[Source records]
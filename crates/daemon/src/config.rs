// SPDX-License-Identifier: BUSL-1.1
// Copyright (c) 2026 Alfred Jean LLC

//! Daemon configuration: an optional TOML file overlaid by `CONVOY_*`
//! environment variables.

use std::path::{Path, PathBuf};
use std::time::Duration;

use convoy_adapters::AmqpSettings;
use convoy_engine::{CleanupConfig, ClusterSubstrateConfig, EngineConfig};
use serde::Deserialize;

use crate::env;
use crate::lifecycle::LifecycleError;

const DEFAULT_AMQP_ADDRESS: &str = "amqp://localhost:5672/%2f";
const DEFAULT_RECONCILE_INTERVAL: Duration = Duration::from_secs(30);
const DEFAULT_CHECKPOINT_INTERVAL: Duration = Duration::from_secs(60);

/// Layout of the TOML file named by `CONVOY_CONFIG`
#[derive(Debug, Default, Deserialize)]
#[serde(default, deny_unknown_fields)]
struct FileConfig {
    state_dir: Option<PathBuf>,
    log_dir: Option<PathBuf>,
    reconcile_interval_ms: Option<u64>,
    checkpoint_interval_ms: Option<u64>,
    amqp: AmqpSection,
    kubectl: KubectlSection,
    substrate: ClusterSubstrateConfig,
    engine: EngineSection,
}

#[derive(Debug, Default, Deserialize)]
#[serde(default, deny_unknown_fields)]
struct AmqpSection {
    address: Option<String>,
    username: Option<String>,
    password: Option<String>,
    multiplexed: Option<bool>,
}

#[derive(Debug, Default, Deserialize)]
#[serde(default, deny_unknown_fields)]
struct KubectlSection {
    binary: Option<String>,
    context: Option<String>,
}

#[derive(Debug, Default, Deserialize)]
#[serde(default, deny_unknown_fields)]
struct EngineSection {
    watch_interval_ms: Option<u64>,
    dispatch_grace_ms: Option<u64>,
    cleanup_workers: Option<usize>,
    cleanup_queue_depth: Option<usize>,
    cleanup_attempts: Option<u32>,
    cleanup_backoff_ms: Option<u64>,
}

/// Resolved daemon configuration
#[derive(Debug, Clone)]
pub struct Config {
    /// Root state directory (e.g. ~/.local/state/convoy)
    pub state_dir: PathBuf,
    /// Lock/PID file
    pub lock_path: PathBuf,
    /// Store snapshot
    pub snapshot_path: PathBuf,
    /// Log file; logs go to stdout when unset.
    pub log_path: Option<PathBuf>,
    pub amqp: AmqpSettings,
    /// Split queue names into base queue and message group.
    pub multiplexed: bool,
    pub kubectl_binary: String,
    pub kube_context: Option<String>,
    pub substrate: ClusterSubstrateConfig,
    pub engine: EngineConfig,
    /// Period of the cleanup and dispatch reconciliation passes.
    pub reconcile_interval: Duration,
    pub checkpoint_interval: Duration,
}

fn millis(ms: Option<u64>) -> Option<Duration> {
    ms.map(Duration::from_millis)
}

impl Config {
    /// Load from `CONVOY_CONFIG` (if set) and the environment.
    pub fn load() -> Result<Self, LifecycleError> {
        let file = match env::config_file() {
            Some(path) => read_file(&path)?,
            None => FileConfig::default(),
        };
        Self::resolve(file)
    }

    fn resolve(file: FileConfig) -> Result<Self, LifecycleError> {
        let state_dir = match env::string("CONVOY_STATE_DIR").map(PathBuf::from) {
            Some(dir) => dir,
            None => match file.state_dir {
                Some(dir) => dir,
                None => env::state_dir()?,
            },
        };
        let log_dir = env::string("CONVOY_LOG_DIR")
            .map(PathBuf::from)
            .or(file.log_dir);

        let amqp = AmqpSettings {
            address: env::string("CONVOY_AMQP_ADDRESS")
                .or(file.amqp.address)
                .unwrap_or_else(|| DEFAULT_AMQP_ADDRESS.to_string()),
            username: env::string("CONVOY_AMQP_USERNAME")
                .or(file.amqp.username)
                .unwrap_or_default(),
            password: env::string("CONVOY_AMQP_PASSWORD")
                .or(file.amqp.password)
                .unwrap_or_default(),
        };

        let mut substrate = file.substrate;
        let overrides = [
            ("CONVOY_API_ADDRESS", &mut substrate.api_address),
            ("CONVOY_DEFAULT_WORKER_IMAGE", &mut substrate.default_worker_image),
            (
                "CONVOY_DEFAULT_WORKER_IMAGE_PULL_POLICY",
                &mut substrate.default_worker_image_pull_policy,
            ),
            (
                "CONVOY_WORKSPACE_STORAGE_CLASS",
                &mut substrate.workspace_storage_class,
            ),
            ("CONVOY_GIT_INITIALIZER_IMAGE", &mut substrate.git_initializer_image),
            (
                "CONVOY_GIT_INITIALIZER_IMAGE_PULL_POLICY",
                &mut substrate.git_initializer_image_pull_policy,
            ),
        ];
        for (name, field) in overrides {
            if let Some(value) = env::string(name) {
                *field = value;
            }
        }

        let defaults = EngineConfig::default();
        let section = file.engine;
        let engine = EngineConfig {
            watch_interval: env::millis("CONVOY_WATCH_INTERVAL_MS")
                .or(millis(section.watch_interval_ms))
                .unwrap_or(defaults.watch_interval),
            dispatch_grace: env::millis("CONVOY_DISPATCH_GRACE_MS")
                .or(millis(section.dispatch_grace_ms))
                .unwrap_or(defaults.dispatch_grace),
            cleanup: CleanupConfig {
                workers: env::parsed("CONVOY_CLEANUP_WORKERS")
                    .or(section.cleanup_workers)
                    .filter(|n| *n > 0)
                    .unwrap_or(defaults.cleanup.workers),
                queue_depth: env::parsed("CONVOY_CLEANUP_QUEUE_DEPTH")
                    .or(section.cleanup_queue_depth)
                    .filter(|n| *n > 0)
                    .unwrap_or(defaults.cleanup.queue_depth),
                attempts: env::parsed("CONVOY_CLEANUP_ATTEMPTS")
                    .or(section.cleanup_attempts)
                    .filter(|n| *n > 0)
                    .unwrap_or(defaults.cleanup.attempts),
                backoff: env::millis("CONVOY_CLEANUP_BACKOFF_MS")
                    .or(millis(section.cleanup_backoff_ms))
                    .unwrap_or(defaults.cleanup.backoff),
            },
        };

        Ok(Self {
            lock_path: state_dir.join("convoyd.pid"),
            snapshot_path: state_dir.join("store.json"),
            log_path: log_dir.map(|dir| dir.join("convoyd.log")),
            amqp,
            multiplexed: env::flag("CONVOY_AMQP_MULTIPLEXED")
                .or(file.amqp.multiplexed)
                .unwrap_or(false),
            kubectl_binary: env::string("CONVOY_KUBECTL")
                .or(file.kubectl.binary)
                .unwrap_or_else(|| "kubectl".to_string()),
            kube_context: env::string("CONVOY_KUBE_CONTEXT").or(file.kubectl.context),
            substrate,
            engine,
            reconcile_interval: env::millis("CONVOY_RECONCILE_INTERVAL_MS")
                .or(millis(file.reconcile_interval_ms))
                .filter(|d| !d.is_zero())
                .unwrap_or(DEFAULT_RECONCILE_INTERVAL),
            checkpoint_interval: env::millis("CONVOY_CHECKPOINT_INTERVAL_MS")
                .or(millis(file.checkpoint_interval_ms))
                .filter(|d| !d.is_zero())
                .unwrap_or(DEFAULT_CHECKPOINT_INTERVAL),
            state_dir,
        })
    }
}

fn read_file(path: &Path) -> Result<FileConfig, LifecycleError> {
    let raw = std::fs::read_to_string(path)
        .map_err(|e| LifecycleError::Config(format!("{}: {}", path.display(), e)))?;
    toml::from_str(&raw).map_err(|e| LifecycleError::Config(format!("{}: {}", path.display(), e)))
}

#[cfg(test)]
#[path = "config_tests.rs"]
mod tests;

...

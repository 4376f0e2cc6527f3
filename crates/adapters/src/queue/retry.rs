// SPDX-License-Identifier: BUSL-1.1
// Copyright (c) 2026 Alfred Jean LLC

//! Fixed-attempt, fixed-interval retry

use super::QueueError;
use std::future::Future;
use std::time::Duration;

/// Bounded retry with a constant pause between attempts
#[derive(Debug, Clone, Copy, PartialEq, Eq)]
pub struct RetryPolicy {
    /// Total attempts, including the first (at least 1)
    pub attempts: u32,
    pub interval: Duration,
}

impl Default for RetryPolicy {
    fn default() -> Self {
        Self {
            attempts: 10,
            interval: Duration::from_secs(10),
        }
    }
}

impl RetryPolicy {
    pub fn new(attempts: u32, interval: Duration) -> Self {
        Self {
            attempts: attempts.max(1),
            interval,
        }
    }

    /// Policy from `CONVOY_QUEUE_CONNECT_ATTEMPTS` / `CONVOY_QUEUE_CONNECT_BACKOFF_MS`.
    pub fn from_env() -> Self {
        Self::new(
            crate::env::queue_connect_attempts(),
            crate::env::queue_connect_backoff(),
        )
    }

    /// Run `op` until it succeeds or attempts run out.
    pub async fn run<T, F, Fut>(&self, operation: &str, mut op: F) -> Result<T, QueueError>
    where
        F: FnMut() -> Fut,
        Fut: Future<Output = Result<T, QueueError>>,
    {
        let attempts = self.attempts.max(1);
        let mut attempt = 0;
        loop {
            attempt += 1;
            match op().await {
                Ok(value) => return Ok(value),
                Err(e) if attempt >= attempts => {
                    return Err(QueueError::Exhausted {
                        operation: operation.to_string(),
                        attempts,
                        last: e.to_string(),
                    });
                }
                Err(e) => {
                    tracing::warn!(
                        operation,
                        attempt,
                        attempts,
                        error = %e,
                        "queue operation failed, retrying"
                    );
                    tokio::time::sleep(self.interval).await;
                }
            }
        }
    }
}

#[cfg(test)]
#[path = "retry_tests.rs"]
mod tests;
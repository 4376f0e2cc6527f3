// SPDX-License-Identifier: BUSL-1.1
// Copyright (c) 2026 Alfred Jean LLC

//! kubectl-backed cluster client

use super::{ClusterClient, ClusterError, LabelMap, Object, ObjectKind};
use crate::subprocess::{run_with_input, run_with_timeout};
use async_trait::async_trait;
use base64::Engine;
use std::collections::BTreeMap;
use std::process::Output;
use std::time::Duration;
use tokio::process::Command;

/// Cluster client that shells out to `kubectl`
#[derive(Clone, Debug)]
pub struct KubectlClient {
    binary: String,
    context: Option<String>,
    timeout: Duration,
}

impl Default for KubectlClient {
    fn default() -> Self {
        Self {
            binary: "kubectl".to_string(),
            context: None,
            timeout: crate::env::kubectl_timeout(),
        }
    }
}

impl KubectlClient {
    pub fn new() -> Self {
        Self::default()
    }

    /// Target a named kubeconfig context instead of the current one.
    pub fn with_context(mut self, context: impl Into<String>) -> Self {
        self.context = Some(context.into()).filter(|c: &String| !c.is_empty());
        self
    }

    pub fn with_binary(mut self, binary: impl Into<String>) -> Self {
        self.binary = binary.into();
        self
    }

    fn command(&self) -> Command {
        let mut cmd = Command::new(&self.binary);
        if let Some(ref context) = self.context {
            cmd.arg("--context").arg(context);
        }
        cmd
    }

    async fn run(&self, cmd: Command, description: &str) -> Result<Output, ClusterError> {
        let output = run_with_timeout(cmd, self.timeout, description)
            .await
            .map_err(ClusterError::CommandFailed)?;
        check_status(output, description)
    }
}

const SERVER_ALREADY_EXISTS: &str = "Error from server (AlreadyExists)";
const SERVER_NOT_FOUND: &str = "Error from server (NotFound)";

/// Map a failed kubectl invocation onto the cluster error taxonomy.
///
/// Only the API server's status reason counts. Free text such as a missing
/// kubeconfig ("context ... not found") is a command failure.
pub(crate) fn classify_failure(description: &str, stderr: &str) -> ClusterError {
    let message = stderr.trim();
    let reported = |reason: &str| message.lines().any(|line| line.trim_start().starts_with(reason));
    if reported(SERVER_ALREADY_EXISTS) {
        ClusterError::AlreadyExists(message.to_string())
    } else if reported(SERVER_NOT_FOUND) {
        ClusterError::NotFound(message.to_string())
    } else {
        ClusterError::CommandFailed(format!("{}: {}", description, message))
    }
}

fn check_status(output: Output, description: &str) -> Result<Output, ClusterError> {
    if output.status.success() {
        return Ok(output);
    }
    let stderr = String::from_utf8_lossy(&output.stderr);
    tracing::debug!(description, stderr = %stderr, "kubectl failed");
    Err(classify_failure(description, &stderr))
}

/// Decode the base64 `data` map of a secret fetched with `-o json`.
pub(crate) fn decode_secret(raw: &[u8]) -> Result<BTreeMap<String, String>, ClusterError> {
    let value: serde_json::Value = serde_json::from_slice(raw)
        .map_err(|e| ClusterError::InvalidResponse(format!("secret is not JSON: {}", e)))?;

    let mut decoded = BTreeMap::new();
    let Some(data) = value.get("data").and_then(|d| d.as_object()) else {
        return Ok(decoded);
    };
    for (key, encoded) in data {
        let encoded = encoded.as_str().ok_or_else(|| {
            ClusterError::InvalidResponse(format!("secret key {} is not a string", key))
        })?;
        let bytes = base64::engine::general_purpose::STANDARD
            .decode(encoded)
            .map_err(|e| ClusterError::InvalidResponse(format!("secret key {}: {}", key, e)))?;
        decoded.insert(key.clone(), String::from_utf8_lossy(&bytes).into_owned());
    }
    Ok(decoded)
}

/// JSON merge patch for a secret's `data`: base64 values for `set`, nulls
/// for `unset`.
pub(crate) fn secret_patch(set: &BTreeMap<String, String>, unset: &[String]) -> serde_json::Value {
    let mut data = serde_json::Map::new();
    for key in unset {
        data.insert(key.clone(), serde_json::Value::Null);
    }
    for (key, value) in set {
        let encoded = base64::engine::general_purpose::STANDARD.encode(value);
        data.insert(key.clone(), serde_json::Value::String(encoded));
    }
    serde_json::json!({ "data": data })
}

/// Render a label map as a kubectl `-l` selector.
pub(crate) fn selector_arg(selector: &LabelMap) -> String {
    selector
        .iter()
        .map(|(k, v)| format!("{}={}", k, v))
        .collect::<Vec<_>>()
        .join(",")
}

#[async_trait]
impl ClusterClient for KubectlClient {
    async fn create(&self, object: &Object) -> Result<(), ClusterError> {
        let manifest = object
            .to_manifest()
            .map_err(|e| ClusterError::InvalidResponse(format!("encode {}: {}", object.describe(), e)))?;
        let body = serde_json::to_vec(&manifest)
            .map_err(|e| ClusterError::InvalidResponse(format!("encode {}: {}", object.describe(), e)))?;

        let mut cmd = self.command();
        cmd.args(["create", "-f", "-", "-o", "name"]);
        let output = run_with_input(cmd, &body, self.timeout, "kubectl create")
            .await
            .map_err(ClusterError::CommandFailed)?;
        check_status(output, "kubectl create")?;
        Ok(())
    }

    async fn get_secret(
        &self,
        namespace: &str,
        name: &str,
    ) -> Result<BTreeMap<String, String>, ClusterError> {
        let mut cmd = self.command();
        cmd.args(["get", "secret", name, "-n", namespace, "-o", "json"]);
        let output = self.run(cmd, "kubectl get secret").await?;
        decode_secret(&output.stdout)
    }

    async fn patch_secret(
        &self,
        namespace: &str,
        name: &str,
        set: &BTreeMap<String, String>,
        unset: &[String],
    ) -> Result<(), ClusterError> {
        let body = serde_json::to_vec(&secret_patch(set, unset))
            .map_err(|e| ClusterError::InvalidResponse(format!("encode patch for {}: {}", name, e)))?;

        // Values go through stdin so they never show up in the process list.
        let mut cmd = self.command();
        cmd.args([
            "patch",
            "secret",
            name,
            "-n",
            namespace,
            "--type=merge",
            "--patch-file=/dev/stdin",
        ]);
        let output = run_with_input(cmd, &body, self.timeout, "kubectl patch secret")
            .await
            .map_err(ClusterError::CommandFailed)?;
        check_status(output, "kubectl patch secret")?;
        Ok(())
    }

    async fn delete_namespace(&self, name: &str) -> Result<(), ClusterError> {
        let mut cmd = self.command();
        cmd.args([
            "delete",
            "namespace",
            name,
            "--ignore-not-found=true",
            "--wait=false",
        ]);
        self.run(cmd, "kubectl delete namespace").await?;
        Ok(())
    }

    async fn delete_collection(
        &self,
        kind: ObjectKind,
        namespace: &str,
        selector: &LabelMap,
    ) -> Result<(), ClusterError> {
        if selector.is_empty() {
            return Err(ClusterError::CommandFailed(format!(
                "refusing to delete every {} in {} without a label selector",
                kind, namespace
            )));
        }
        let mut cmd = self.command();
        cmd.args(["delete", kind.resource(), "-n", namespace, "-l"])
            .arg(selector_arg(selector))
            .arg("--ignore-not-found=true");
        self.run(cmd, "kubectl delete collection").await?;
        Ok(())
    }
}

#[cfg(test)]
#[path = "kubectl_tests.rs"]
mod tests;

--

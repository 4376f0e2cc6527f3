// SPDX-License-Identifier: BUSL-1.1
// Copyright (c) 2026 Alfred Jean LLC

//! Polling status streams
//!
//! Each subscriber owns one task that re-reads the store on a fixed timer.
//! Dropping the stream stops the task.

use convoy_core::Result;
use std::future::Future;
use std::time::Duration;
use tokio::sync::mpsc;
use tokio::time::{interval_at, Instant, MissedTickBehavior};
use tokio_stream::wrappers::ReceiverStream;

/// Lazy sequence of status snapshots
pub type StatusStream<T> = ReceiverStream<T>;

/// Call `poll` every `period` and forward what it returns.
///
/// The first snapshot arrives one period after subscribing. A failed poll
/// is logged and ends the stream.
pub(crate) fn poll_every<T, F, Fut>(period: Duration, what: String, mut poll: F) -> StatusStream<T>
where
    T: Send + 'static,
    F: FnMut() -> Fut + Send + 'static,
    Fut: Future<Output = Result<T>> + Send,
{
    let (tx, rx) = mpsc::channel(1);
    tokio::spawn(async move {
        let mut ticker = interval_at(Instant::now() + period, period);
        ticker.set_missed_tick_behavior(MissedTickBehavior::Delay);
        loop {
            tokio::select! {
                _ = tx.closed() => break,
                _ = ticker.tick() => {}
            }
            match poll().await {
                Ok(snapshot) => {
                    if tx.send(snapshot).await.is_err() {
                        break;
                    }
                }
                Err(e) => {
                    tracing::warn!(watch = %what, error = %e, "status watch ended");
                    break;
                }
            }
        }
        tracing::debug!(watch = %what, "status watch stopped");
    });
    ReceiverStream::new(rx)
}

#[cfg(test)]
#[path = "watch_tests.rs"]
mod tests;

**Activity**
Every line in the entries that contains the word "filename" should be counted, and the total stated alone.

**Result of this task**
2